Strona:Maria Rodziewiczówna - Gniazdo białozora.djvu/11

Z Wikiźródeł, wolnej biblioteki
Ta strona została uwierzytelniona.

— Witaj bracie! Dobrych ci łowów!
Długą chwilę obumarło jezioro trwogą.
Pierwsze nabrały rezonu kaczki, bezpieczne w trzcinach, ale nie śmiały wytknąć się na szeroką gładź — buszowały bezczelnie w ukryciu.
Tedy myśliwy powoli sięgnął do torby u boku.
— Bracie, pomogę ci! — cisnął daleko na wodę ciemny przedmiot i zawabił jak cyranka.
Natychmiast z łóz porwały się dwa kaczory i spadły z pluskiem na wodę otwartą.
Jak aksamity świeciły ich zielone głowy — płynęły na tego wabia samicy.
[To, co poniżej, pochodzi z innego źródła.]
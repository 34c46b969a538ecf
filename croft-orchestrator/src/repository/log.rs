//! Log Repository
//!
//! Reads job log entries written by the runner.

use croft_core::domain::log::{LogEntry, LogLevel};
use sqlx::PgPool;
use uuid::Uuid;

/// Get all log entries for a job
pub async fn find_by_job(pool: &PgPool, job_id: Uuid) -> Result<Vec<LogEntry>, sqlx::Error> {
    let rows = sqlx::query_as::<_, LogRow>(
        r#"
        SELECT timestamp, level, message
        FROM job_logs
        WHERE job_id = $1
        ORDER BY timestamp ASC, id ASC
        "#,
    )
    .bind(job_id)
    .fetch_all(pool)
    .await?;

    Ok(rows.into_iter().map(|r| r.into()).collect())
}

// =============================================================================
// Database Row Types
// =============================================================================

#[derive(sqlx::FromRow)]
struct LogRow {
    timestamp: chrono::DateTime<chrono::Utc>,
    level: String,
    message: String,
}

impl From<LogRow> for LogEntry {
    fn from(row: LogRow) -> Self {
        LogEntry {
            timestamp: row.timestamp,
            level: LogLevel::parse(&row.level),
            message: row.message,
        }
    }
}
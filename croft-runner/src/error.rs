//! Dispatch errors
//!
//! Every variant ends the job as `failed`, with the rendered error as its
//! `error_message`.

use std::time::Duration;
use uuid::Uuid;

#[derive(Debug, thiserror::Error)]
pub enum DispatchError {
    #[error("staged payload for job {0} not found")]
    MissingPayload(Uuid),

    #[error("malformed import payload: {0}")]
    MalformedPayload(String),

    #[error("all {count} rows were rejected: {summary}")]
    AllRowsRejected { count: usize, summary: String },

    #[error("import failed: {0:#}")]
    Import(anyhow::Error),

    #[error("report generation failed: {0:#}")]
    Report(anyhow::Error),

    #[error("job handler panicked: {0}")]
    Panicked(String),

    #[error("job exceeded the {0:?} timeout")]
    TimedOut(Duration),
}
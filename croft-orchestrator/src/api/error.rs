//! API Error Handling
//!
//! Unified error types and conversion for API responses.

use axum::{
    Json,
    http::StatusCode,
    response::{IntoResponse, Response},
};

use crate::service::{job_service::JobError, log_service::LogError};

/// API error type
#[derive(Debug)]
pub enum ApiError {
    NotFound(String),
    BadRequest(String),
    DatabaseError(sqlx::Error),
}

impl IntoResponse for ApiError {
    fn into_response(self) -> Response {
        let (status, message) = match self {
            ApiError::NotFound(msg) => (StatusCode::NOT_FOUND, msg),
            ApiError::BadRequest(msg) => (StatusCode::BAD_REQUEST, msg),
            ApiError::DatabaseError(err) => {
                tracing::error!("Database error: {:?}", err);
                (
                    StatusCode::INTERNAL_SERVER_ERROR,
                    "Internal server error".to_string(),
                )
            }
        };

        (status, Json(serde_json::json!({ "error": message }))).into_response()
    }
}

impl From<sqlx::Error> for ApiError {
    fn from(err: sqlx::Error) -> Self {
        ApiError::DatabaseError(err)
    }
}

impl From<JobError> for ApiError {
    fn from(err: JobError) -> Self {
        match err {
            JobError::NotFound(id) => ApiError::NotFound(format!("Job {} not found", id)),
            JobError::ValidationError(msg) => ApiError::BadRequest(msg),
            JobError::DatabaseError(err) => ApiError::DatabaseError(err),
        }
    }
}

impl From<LogError> for ApiError {
    fn from(err: LogError) -> Self {
        match err {
            LogError::JobNotFound(id) => ApiError::NotFound(format!("Job {} not found", id)),
            LogError::DatabaseError(err) => ApiError::DatabaseError(err),
        }
    }
}

pub type ApiResult<T> = Result<T, ApiError>;
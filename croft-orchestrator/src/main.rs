use anyhow::{Context, Result};
use tracing_subscriber::{layer::SubscriberExt, util::SubscriberInitExt};

pub mod api;
pub mod config;
pub mod db;
pub mod repository;
pub mod service;

use crate::config::Config;

#[tokio::main]
async fn main() -> Result<()> {
    // Initialize tracing
    tracing_subscriber::registry()
        .with(
            tracing_subscriber::EnvFilter::try_from_default_env()
                .unwrap_or_else(|_| "croft_orchestrator=debug,tower_http=debug".into()),
        )
        .with(tracing_subscriber::fmt::layer())
        .init();

    tracing::info!("Starting Croft Orchestrator...");

    let config = Config::from_env();
    config.validate()?;

    tracing::info!("Connecting to database...");

    // Create database connection pool
    let pool = db::create_pool(&config.database_url)
        .await
        .context("Failed to create database pool")?;

    tracing::info!("Database connection pool created");

    // Run migrations
    db::run_migrations(&pool)
        .await
        .context("Failed to run database migrations")?;

    // Build router with all API endpoints
    let state = api::AppState {
        pool,
        payload_ttl: config.payload_ttl,
    };
    let app = api::create_router(state, config.max_import_bytes);

    tracing::info!("Listening on {}", config.bind_addr);

    let listener = tokio::net::TcpListener::bind(&config.bind_addr)
        .await
        .context("Failed to bind to address")?;

    axum::serve(listener, app)
        .await
        .context("Failed to start server")?;

    Ok(())
}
Nie zdążyły — jak pocisk spadł na nich ptak mocarny i już trzymał jednego w szponach stalowych, bez wysiłku uniósł zdobycz w powietrze i popłynął w błękicie ku ciemniejącym w dali borom.
Patrzał za nim człowiek, z wyrazem przyjacielskim w oczach. Patrzał długo, aż dal pochłonęła skrzydlatego władcę — i wyszeptał:
— Użyj, bracie, sytości! I tobie i nam już tu niedługie trwanie i panowanie!